How do figures vary across years and how reliable is the trend data?

Each year's figure is computed from employment records that cover that year. As the year changes, the set of faculty counted changes: faculty who joined after a given year are not counted in earlier years, and faculty who left before a given year are not counted in later ones.

A known issue is that many VIDWAN profiles have not been updated since registration. Faculty who retired or moved institutions years ago may still have employment records running to 2025, which means they continue to appear in recent years' counts. Around 14% of individuals in the data have a single employment spell running continuously for 20 or more years to 2025. This can cause figures to shift in ways that do not reflect actual changes in faculty composition.

Coverage before 2015 is thin and uneven across institutions, and the panel is excluded entirely before 2010. Changes in female share in the earlier years of the panel may reflect changes in who was registered on VIDWAN as much as actual changes in hiring. Pre-2015 figures are included in the dashboard but should be treated with caution for trend analysis.

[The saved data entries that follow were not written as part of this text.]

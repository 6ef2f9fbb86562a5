//! Raw SMC/HVC instructions.
//!
//! Only aarch64 builds with the `aarch64` feature trap into firmware. Other
//! builds (host tests, other architectures) answer `NOT_SUPPORTED`, the
//! same code a missing SiP service returns.

cfg_if::cfg_if! {
    if #[cfg(all(feature = "aarch64", target_arch = "aarch64"))] {
        /// Make SMC call
        #[inline]
        pub(super) unsafe fn smc_call(func: u32, arg0: u64, arg1: u64, arg2: u64) -> i64 {
            let result: i64;
            // SAFETY: the caller guarantees a secure monitor is present.
            unsafe {
                core::arch::asm!(
                    "smc #0",
                    inout("x0") func as u64 => result,
                    inout("x1") arg0 => _,
                    inout("x2") arg1 => _,
                    inout("x3") arg2 => _,
                    out("x4") _,
                    out("x5") _,
                    out("x6") _,
                    out("x7") _,
                    options(nomem, nostack)
                );
            }
            result
        }

        /// Make HVC call
        #[inline]
        pub(super) unsafe fn hvc_call(func: u32, arg0: u64, arg1: u64, arg2: u64) -> i64 {
            let result: i64;
            // SAFETY: the caller guarantees a hypervisor is present.
            unsafe {
                core::arch::asm!(
                    "hvc #0",
                    inout("x0") func as u64 => result,
                    inout("x1") arg0 => _,
                    inout("x2") arg1 => _,
                    inout("x3") arg2 => _,
                    out("x4") _,
                    out("x5") _,
                    out("x6") _,
                    out("x7") _,
                    options(nomem, nostack)
                );
            }
            result
        }
    } else {
        use super::SMCCC_RET_NOT_SUPPORTED;

        #[inline]
        pub(super) unsafe fn smc_call(_func: u32, _arg0: u64, _arg1: u64, _arg2: u64) -> i64 {
            SMCCC_RET_NOT_SUPPORTED
        }

        #[inline]
        pub(super) unsafe fn hvc_call(_func: u32, _arg0: u64, _arg1: u64, _arg2: u64) -> i64 {
            SMCCC_RET_NOT_SUPPORTED
        }
    }
}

How is individual faculty data handled?

The dashboard does not publish or redistribute individual profile data. The dashboard displays only institution and department-level aggregates. The only individual-level feature is a name search covering faculty included in the dashboard, which shows a faculty member's name, current department and institution as listed in VIDWAN, and a link back to their original VIDWAN profile. No information is shown that is not already publicly available on VIDWAN itself.

Can I request to be removed or my data to be edited in the dashboard?

We do not edit, correct, or remove individual records from the dashboard. The data reflects the state of VIDWAN at the time of the October 2025 scrape. Any updates made to a VIDWAN profile will be reflected in the next scheduled data update of the dashboard. If you have concerns about the information on your VIDWAN profile, the appropriate point of contact is VIDWAN directly at vidwan@inflibnet.ac.in. For questions specific to CheckTheGap, contact us at iitdcoimpact@gmail.com.

Can an institution request to be removed or edited in the dashboard?

We do not permit removal or correction of institution-level data. The dashboard reflects aggregated statistics derived from VIDWAN registrations at the time of the October 2025 scrape, and all figures are subject to the coverage and data quality limitations of the source database, which are documented on this page.

Institutions that wish to improve their representation in future versions of the dashboard should ensure their faculty are registered and their profiles are current on VIDWAN. Updated data will be reflected in the next scheduled data update of the dashboard.

Citing

CheckTheGap is a project of STEM the Gap, a research initiative at IIT Delhi focused on gender equity in Indian STEM.

Citation

STEMtheGap. (2025). CheckTheGap: Faculty Gender Representation in Indian Higher Education. Data sourced from VIDWAN (INFLIBNET, Ministry of Education, Government of India). Retrieved from check.stemthegapindia.com.

Please note the data collection date (October 2025) when citing time-sensitive statistics.